As a woman in tech and a mother of seven who has re-invented her career several times, Maria Colacurcio is all too familiar with what she calls the “motherhood penalty”—the bias against women who are also mothers returning to the workforce; the way employers and employees view applicants and colleagues who are parents as being less committed to their work.
It’s one of many reasons she is so committed to helping companies achieve pay equity as an Emerson Collective Dial Fellow and CEO of Syndio, an HR analytics company that is accelerating progress towards pay equity with software that helps companies analyze gender, race, or ethnicity-based pay gaps and achieve and sustain fair pay. Syndio analyzes salaries, identifies discriminatory pay differences, and provides strategies to fix those disparities.
This tool is as important as ever, especially in light of the COVID-19 pandemic, which has upended the landscape of work in America, and disproportionately impacted employment for women, particularly women of color. More than 4.5 million fewer women are employed now than at the start of the pandemic, due to layoffs in female-dominated industries hit hardest by the virus, or because they were forced to leave work to care for children during school and daycare closures.
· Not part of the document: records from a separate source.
//! Property tests over whole resolved days.
//!
//! Random rosters, stocks and orders go through the full pipeline; the
//! accounting and bounds that must hold after every day are checked here.

use proptest::prelude::*;
use rust_decimal::Decimal;
use sim_core::{
    DumpOrder, GameClock, GameConfig, MarketState, PlayerId, PlayerKind, PlayerState, RaidOrder,
    RawDecision, Resource, ResourceMap, StateError, UpgradeKind,
};
use sim_econ::day_rng;
use sim_runtime::{resolve_day, DayInput, GameSession};
use std::collections::BTreeMap;

fn resource() -> impl Strategy<Value = Resource> {
    prop::sample::select(Resource::ALL.to_vec())
}

fn stock() -> impl Strategy<Value = ResourceMap<Decimal>> {
    prop::array::uniform4(0i64..60).prop_map(|[a, b, c, d]| ResourceMap {
        bluegems: Decimal::from(a),
        redrubies: Decimal::from(b),
        whitediamonds: Decimal::from(c),
        greenpoison: Decimal::from(d),
    })
}

fn raw_decision(players: u32) -> impl Strategy<Value = RawDecision> {
    (
        prop::array::uniform4(0u32..4),
        prop::array::uniform4(0i64..=50),
        prop::option::of((1..=players, resource())),
        prop::option::of(prop::sample::select(UpgradeKind::ALL.to_vec())),
        prop::option::of((resource(), 0i64..=10)),
    )
        .prop_map(|(effort, sell, raid, upgrade, dump)| RawDecision {
            mining: ResourceMap {
                bluegems: effort[0],
                redrubies: effort[1],
                whitediamonds: effort[2],
                greenpoison: effort[3],
            },
            sell: ResourceMap {
                bluegems: Decimal::from(sell[0]),
                redrubies: Decimal::from(sell[1]),
                whitediamonds: Decimal::from(sell[2]),
                greenpoison: Decimal::from(sell[3]),
            },
            raid: raid.map(|(t, resource)| RaidOrder {
                target: PlayerId(t),
                resource,
            }),
            upgrade,
            dump: dump.map(|(resource, q)| DumpOrder {
                resource,
                quantity: Decimal::from(q),
            }),
        })
}

#[derive(Debug, Clone)]
struct Day {
    players: Vec<PlayerState>,
    decisions: BTreeMap<PlayerId, RawDecision>,
}

fn day(max_players: u32) -> impl Strategy<Value = Day> {
    (2..=max_players).prop_flat_map(|n| {
        (
            prop::collection::vec((stock(), 0i64..2000, any::<bool>(), 0u32..4), n as usize),
            prop::collection::vec(prop::option::of(raw_decision(n)), n as usize),
        )
            .prop_map(move |(states, raws)| {
                let cfg = GameConfig::default();
                let players = states
                    .into_iter()
                    .enumerate()
                    .map(|(i, (stock, credits, bot, defense))| {
                        let id = PlayerId(i as u32 + 1);
                        let kind = if bot { PlayerKind::Bot } else { PlayerKind::Human };
                        let mut p = PlayerState::new(id, format!("p{}", id.0), "T", kind, &cfg);
                        p.stockpile = stock;
                        p.credits = Decimal::from(credits);
                        p.upgrades.defense = defense;
                        p
                    })
                    .collect();
                let decisions = raws
                    .into_iter()
                    .enumerate()
                    .filter_map(|(i, r)| r.map(|r| (PlayerId(i as u32 + 1), r)))
                    .collect();
                Day { players, decisions }
            })
    })
}

proptest! {
    #![proptest_config(ProptestConfig::with_cases(256))]

    #[test]
    fn resolved_day_keeps_books_balanced(d in day(6), seed in any::<u64>()) {
        let cfg = GameConfig::default();
        let clock = GameClock::new(cfg.duration_days);
        let market = MarketState::opening(&cfg, ResourceMap::splat(Decimal::from(15)));
        let input = DayInput {
            cfg: &cfg,
            clock: &clock,
            market: &market,
            players: &d.players,
            decisions: &d.decisions,
        };
        let out = resolve_day(&input, 1, &mut day_rng(seed, 1)).unwrap();

        // stocks never go negative
        for p in &out.next_players {
            for r in Resource::ALL {
                prop_assert!(p.stockpile[r] >= Decimal::ZERO);
                prop_assert!(p.protected_stockpile[r] >= Decimal::ZERO);
            }
        }

        // prices stay in bounds
        for (_, price) in out.next_market.prices.iter() {
            prop_assert!(*price >= cfg.pricing.price_min && *price <= cfg.pricing.price_max);
        }

        // the market saw exactly what was sold
        for r in Resource::ALL {
            let summed: Decimal = out.report.sold.values().map(|s| s[r]).sum();
            prop_assert_eq!(summed, out.report.total_sold[r]);
        }

        // raid accounting
        for g in &out.report.raids.groups {
            let n = Decimal::from(g.attackers.len() as u64);
            prop_assert_eq!(g.per_raider * n + g.destroyed, g.actual_loot);
            prop_assert!(g.actual_loot <= g.pre_raid_stock);
        }
        let mut charged = BTreeMap::new();
        for (attacker, cost) in &out.report.raids.fuel_spent {
            prop_assert_eq!(*cost, cfg.raid_cost);
            prop_assert!(charged.insert(*attacker, ()).is_none(), "fuel charged twice");
        }

        // conservation per resource: stock before + mined = stock after + sold + dumped + destroyed
        for r in Resource::ALL {
            let before: Decimal = d.players.iter().map(|p| p.holdings(r)).sum();
            let after: Decimal = out.next_players.iter().map(|p| p.holdings(r)).sum();
            let dumped: Decimal = out
                .report
                .dumped
                .values()
                .filter(|o| o.resource == r)
                .map(|o| o.quantity)
                .sum();
            let destroyed: Decimal = out
                .report
                .raids
                .groups
                .iter()
                .filter(|g| g.resource == r)
                .map(|g| g.destroyed)
                .sum();
            let fuel: Decimal = if r == cfg.raid_fuel {
                out.report.raids.fuel_spent.iter().map(|(_, c)| *c).sum()
            } else {
                Decimal::ZERO
            };
            prop_assert_eq!(
                before + out.report.total_mined[r],
                after + out.report.total_sold[r] + dumped + destroyed + fuel
            );
        }

        prop_assert_eq!(out.next_clock.current_day, clock.current_day + 1);
    }

    #[test]
    fn days_advance_one_at_a_time(seed in any::<u64>(), days in 1u32..8) {
        let mut cfg = GameConfig::default();
        cfg.duration_days = 5;
        let mut s = GameSession::new(cfg, seed).unwrap();
        s.login("ann", "A").unwrap();
        s.fill_with_bots();
        for _ in 0..days {
            let before = s.clone();
            let day = s.current_day();
            match s.process_day() {
                Ok(out) => {
                    prop_assert_eq!(out.day, day);
                    prop_assert_eq!(s.current_day(), day + 1);
                    prop_assert_eq!(out.game_ended, day == 5);
                    let again = s.resolve_day(day);
                    let is_already_resolved = matches!(again, Err(StateError::DayAlreadyResolved { .. }));
                    prop_assert!(is_already_resolved);
                }
                Err(e) => {
                    prop_assert_eq!(e, StateError::GameEnded { last_day: 5 });
                    prop_assert_eq!(&s, &before);
                }
            }
        }
    }
}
Today, one year after the pandemic began, the women’s labor force participation rate is at its lowest point in more than 30 years.
Most of these women, research shows, are now likely to earn less in the future—with time and opportunity lost potentially adding up to a lifetime of lower wages. A recent study published by the National Bureau of Economic Research predicts a post-pandemic increase in the gender wage gap of five percentage points, and that it may take 20 years to return to pre-pandemic levels.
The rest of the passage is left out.